ACTIVITY =
Copy out the records again. Change nothing.

DATA SECTION =
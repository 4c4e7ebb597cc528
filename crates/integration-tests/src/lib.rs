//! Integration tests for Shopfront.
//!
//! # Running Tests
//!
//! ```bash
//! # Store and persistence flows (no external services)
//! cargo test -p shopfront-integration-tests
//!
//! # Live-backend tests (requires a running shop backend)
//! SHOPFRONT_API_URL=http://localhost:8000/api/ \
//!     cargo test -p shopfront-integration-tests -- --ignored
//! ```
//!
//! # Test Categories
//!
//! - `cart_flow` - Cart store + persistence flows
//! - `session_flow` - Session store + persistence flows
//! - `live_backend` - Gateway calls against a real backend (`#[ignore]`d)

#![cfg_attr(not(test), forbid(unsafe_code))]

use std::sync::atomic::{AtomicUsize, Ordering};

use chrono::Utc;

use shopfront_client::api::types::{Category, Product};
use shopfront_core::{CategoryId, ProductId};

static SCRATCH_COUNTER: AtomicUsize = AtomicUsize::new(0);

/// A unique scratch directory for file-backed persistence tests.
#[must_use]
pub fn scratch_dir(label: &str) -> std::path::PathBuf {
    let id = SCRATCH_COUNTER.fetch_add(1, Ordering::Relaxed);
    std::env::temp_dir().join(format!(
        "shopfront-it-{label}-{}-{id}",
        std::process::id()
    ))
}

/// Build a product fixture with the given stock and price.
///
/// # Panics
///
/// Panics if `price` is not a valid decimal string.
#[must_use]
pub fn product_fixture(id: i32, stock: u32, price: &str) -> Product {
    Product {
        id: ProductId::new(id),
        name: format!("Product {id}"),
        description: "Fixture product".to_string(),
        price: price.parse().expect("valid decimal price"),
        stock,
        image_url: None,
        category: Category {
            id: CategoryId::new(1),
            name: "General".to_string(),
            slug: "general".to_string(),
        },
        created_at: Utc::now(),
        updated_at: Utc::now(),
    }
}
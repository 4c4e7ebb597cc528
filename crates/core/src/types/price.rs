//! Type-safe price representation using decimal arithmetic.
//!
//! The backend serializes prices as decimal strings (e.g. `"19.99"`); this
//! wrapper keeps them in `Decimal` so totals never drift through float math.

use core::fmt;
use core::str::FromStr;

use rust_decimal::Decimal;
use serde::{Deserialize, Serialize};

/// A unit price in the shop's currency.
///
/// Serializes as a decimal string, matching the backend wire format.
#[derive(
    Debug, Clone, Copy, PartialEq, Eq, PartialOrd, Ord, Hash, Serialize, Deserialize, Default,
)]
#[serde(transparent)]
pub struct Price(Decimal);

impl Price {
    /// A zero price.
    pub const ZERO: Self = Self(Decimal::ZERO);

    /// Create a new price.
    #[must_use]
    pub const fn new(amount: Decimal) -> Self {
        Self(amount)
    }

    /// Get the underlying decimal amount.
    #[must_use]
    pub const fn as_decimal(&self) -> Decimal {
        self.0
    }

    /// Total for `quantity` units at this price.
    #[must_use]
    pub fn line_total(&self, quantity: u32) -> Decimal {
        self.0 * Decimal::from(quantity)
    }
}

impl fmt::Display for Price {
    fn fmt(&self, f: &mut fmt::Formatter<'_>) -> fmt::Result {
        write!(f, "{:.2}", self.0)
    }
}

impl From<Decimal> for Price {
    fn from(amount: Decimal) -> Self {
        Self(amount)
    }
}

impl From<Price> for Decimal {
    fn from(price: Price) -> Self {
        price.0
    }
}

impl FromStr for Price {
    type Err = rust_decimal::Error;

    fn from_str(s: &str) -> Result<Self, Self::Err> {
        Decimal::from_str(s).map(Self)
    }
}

TASK OUTPUT =
repository 4c4e7ebb597cc528
filename crates/integration-tests/src/lib.rs
//! Integration tests for Shopfront.
//!
//! # Running Tests
//!
//! ```bash
//! # Store and persistence flows (no external services)
//! cargo test -p shopfront-integration-tests
//!
//! # Live-backend tests (requires a running shop backend)
//! SHOPFRONT_API_URL=http://localhost:8000/api/ \
//!     cargo test -p shopfront-integration-tests -- --ignored
//! ```
//!
//! # Test Categories
//!
//! - `cart_flow` - Cart store + persistence flows
//! - `session_flow` - Session store + persistence flows
//! - `live_backend` - Gateway calls against a real backend (`#[ignore]`d)

#![cfg_attr(not(test), forbid(unsafe_code))]

use std::sync::atomic::{AtomicUsize, Ordering};

use chrono::Utc;

use shopfront_client::api::types::{Category, Product};
use shopfront_core::{CategoryId, ProductId};

static SCRATCH_COUNTER: AtomicUsize = AtomicUsize::new(0);

/// A unique scratch directory for file-backed persistence tests.
#[must_use]
pub fn scratch_dir(label: &str) -> std::path::PathBuf {
    let id = SCRATCH_COUNTER.fetch_add(1, Ordering::Relaxed);
    std::env::temp_dir().join(format!(
        "shopfront-it-{label}-{}-{id}",
        std::process::id()
    ))
}

/// Build a product fixture with the given stock and price.
///
/// # Panics
///
/// Panics if `price` is not a valid decimal string.
#[must_use]
pub fn product_fixture(id: i32, stock: u32, price: &str) -> Product {
    Product {
        id: ProductId::new(id),
        name: format!("Product {id}"),
        description: "Fixture product".to_string(),
        price: price.parse().expect("valid decimal price"),
        stock,
        image_url: None,
        category: Category {
            id: CategoryId::new(1),
            name: "General".to_string(),
            slug: "general".to_string(),
        },
        created_at: Utc::now(),
        updated_at: Utc::now(),
    }
}
repository 4c4e7ebb597cc528
filename crates/core/src/types/price.rs
//! Type-safe price representation using decimal arithmetic.
//!
//! The backend serializes prices as decimal strings (e.g. `"19.99"`); this
//! wrapper keeps them in `Decimal` so totals never drift through float math.

use core::fmt;
use core::str::FromStr;

use rust_decimal::Decimal;
use serde::{Deserialize, Serialize};

/// A unit price in the shop's currency.
///
/// Serializes as a decimal string, matching the backend wire format.
#[derive(
    Debug, Clone, Copy, PartialEq, Eq, PartialOrd, Ord, Hash, Serialize, Deserialize, Default,
)]
#[serde(transparent)]
pub struct Price(Decimal);

impl Price {
    /// A zero price.
    pub const ZERO: Self = Self(Decimal::ZERO);

    /// Create a new price.
    #[must_use]
    pub const fn new(amount: Decimal) -> Self {
        Self(amount)
    }

    /// Get the underlying decimal amount.
    #[must_use]
    pub const fn as_decimal(&self) -> Decimal {
        self.0
    }

    /// Total for `quantity` units at this price.
    #[must_use]
    pub fn line_total(&self, quantity: u32) -> Decimal {
        self.0 * Decimal::from(quantity)
    }
}

impl fmt::Display for Price {
    fn fmt(&self, f: &mut fmt::Formatter<'_>) -> fmt::Result {
        write!(f, "{:.2}", self.0)
    }
}

impl From<Decimal> for Price {
    fn from(amount: Decimal) -> Self {
        Self(amount)
    }
}

impl From<Price> for Decimal {
    fn from(price: Price) -> Self {
        price.0
    }
}

impl FromStr for Price {
    type Err = rust_decimal::Error;

    fn from_str(s: &str) -> Result<Self, Self::Err> {
        Decimal::from_str(s).map(Self)
    }
}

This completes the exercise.